Saturday, February 11, 2006

Two Sets of Relativity

Having your relatives come and visit you in Thailand is a very good deal all around. I miss my family very badly and had forgotten what good friends they really are to me. This is easy when your communication is mostly through worried phone calls or emails with lots of things to do listed in them. Not to be a materialistic beyotch, but they pay for everything cause it's cheap to them--you just need to handle the money, cause it's easier. Of course, the real reason to love having la famiglia in Krung Thep is because you miss them as part of your life.
My parents were here in January and Hurricane Pishi just blew through here last week.

We had an absolutely wonderful time with my folks who were the gamest people in the whole world--they had Thai massages, ate street food, and rode on motorcycle taxis. I was really proud of them for thoroughly enjoying their experience. I certainly threw them in at the deep end. Most favorite moments:

-Dad's face when I jumped on a motorcycle taxi sidesaddle in a skirt with an enormous bag of laundry balancing on my lap as I sped down the soi.

-"What do Thais eat for breakfast?"
"Umm, rice porridge, like, um, congee?"
"Oh no.
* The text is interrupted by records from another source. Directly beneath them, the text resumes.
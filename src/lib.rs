#![allow(clippy::doc_markdown)] // Allow technical terms like SLURM, SCP in docs
#![allow(clippy::missing_errors_doc)] // Allow public functions without # Errors sections
#![allow(clippy::must_use_candidate)] // Allow methods without must_use when context is clear

//! # Gateway Orchestrator
//!
//! Process orchestration and data-staging engine for science gateway jobs
//! running on remote HPC, cloud and storage resources.
//!
//! ## Overview
//!
//! For every user process the engine builds an ordered task chain
//! (environment setup → input staging → job submission → verification →
//! output staging → completion), hands it to a remote task executor, and
//! reacts to asynchronous job status updates to decide what runs next.
//!
//! ## Module Organization
//!
//! - [`workflow`] - Pre/Post/Cancel chain builders, workflow managers and the
//!   job-status event loop
//! - [`staging`] - Transfer engine and the input/output data staging tasks
//! - [`verification`] - Polling job verification task
//! - [`tasks`] - Task descriptors, chains and per-run task context
//! - [`state_machine`] - Job and process states, transition validation
//! - [`models`] - Process, experiment, job and resource catalog types
//! - [`registry`], [`executor`], [`adaptors`] - External collaborator traits
//! - [`events`] - Process and job status notifications
//! - [`config`] - Layered configuration
//! - [`error`] - Structured error handling
//! - [`bootstrap`] - System wiring and lifecycle
//!
//! ## Quick Start
//!
//! ```rust,no_run
//! use gateway_orchestrator::config::ConfigManager;
//!
//! # fn example() -> Result<(), Box<dyn std::error::Error>> {
//! let config_manager = ConfigManager::load()?;
//! println!(
//!     "streaming transfers: {}",
//!     config_manager.config().staging.streaming_enabled
//! );
//! # Ok(())
//! # }
//! ```
//!
//! ## Testing
//!
//! ```bash
//! cargo test --lib    # Unit tests
//! cargo test          # Unit and integration tests
//! ```

pub mod adaptors;
pub mod bootstrap;
pub mod config;
pub mod error;
pub mod events;
pub mod executor;
pub mod logging;
pub mod metrics;
pub mod models;
pub mod registry;
pub mod staging;
pub mod state_machine;
pub mod tasks;
#[cfg(any(test, feature = "test-helpers"))]
pub mod testing;
pub mod verification;
pub mod workflow;

pub use bootstrap::{bootstrap_orchestrator, BootstrapDependencies, OrchestratorHandle};
pub use config::{ConfigManager, OrchestratorConfig};
pub use error::{OrchestratorError, OrchestratorResult, TaskFailure, TaskResult};
pub use events::{EventPublisher, StatusEvent, StatusPublisher};
pub use metrics::{MetricsSnapshot, OrchestratorMetrics};
pub use staging::{InputDataStagingTask, OutputDataStagingTask, TransferEngine};
pub use state_machine::{JobState, ProcessState};
pub use tasks::{TaskChain, TaskDescriptor, TaskKind};
pub use verification::{JobMonitor, JobVerificationTask};
pub use workflow::{
    JobStatusEventLoop, PostWorkflowManager, PreWorkflowManager, ProcessLifecycleMessage,
    WorkflowManager,
};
Dia, are you saying you have no toast?"
"Well, we don't eat that here, see..."

-Dad telling the tour guide at Wat Po--"The Buddha was a Hindu prince--no WAY was he born under a tree." HM the King and the Buddha, Dad. JUST.DON'T.SAY.IT.
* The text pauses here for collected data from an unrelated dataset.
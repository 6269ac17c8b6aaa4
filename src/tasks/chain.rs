use serde::{Deserialize, Serialize};

use super::{TaskDescriptor, TaskKind};

/// Ordered, singly linked sequence of tasks for one phase of a process
#[derive(Debug, Clone, Default, PartialEq, Eq, Serialize, Deserialize)]
pub struct TaskChain {
    tasks: Vec<TaskDescriptor>,
}

impl TaskChain {
    pub fn new() -> Self {
        Self::default()
    }

    /// Append a task and link the previous tail to it
    pub fn push(&mut self, mut task: TaskDescriptor) {
        task.next_task_id = None;
        if let Some(tail) = self.tasks.last_mut() {
            tail.next_task_id = Some(task.task_id.clone());
        }
        self.tasks.push(task);
    }

    pub fn len(&self) -> usize {
        self.tasks.len()
    }

    pub fn is_empty(&self) -> bool {
        self.tasks.is_empty()
    }

    pub fn tasks(&self) -> &[TaskDescriptor] {
        &self.tasks
    }

    pub fn iter(&self) -> std::slice::Iter<'_, TaskDescriptor> {
        self.tasks.iter()
    }

    pub fn kinds(&self) -> Vec<&TaskKind> {
        self.tasks.iter().map(|task| &task.kind).collect()
    }

    pub fn into_tasks(self) -> Vec<TaskDescriptor> {
        self.tasks
    }
}

impl FromIterator<TaskDescriptor> for TaskChain {
    fn from_iter<I: IntoIterator<Item = TaskDescriptor>>(iter: I) -> Self {
        let mut chain = TaskChain::new();
        for task in iter {
            chain.push(task);
        }
        chain
    }
}

impl<'a> IntoIterator for &'a TaskChain {
    type Item = &'a TaskDescriptor;
    type IntoIter = std::slice::Iter<'a, TaskDescriptor>;

    fn into_iter(self) -> Self::IntoIter {
        self.tasks.iter()
    }
}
-Mom and Dad talking to each other getting side by side Thai massages and then snoozeville zzzzzzzzzzzzzzzzz.

-Dinner at the Isaan parking lot restaurant of friend Pi Thuy with my friends Benjamin, Craig, Yona, Kimberly, Amy and Dean. I wished I could have bottled my happiness that night.

-Mom to Ben: "Oh she's not Indian." Referring to me, natch.
Mom to Kim: "But you don't looklike you're from Philadelphia."

-"My name is Arun, so I really want to go to Wat Arun."

-The Floating Market. Mom saying it was the most "awesome" lunch she'd ever had. Dad buying a grilled fish stuffed with herbs and eating it out of a plastic bag sitting on the pier.

Mom asked if I was thinking of coming home. I said today I rode on a motorcycle, a song taew, a taxi, a sky train, a long tail boat and I could have ridden on an elephant had I wanted to, so no, I am not coming home. Of course, in a moment of Bangkok magic, just then an elephant lumbered in front of us on Soi 38.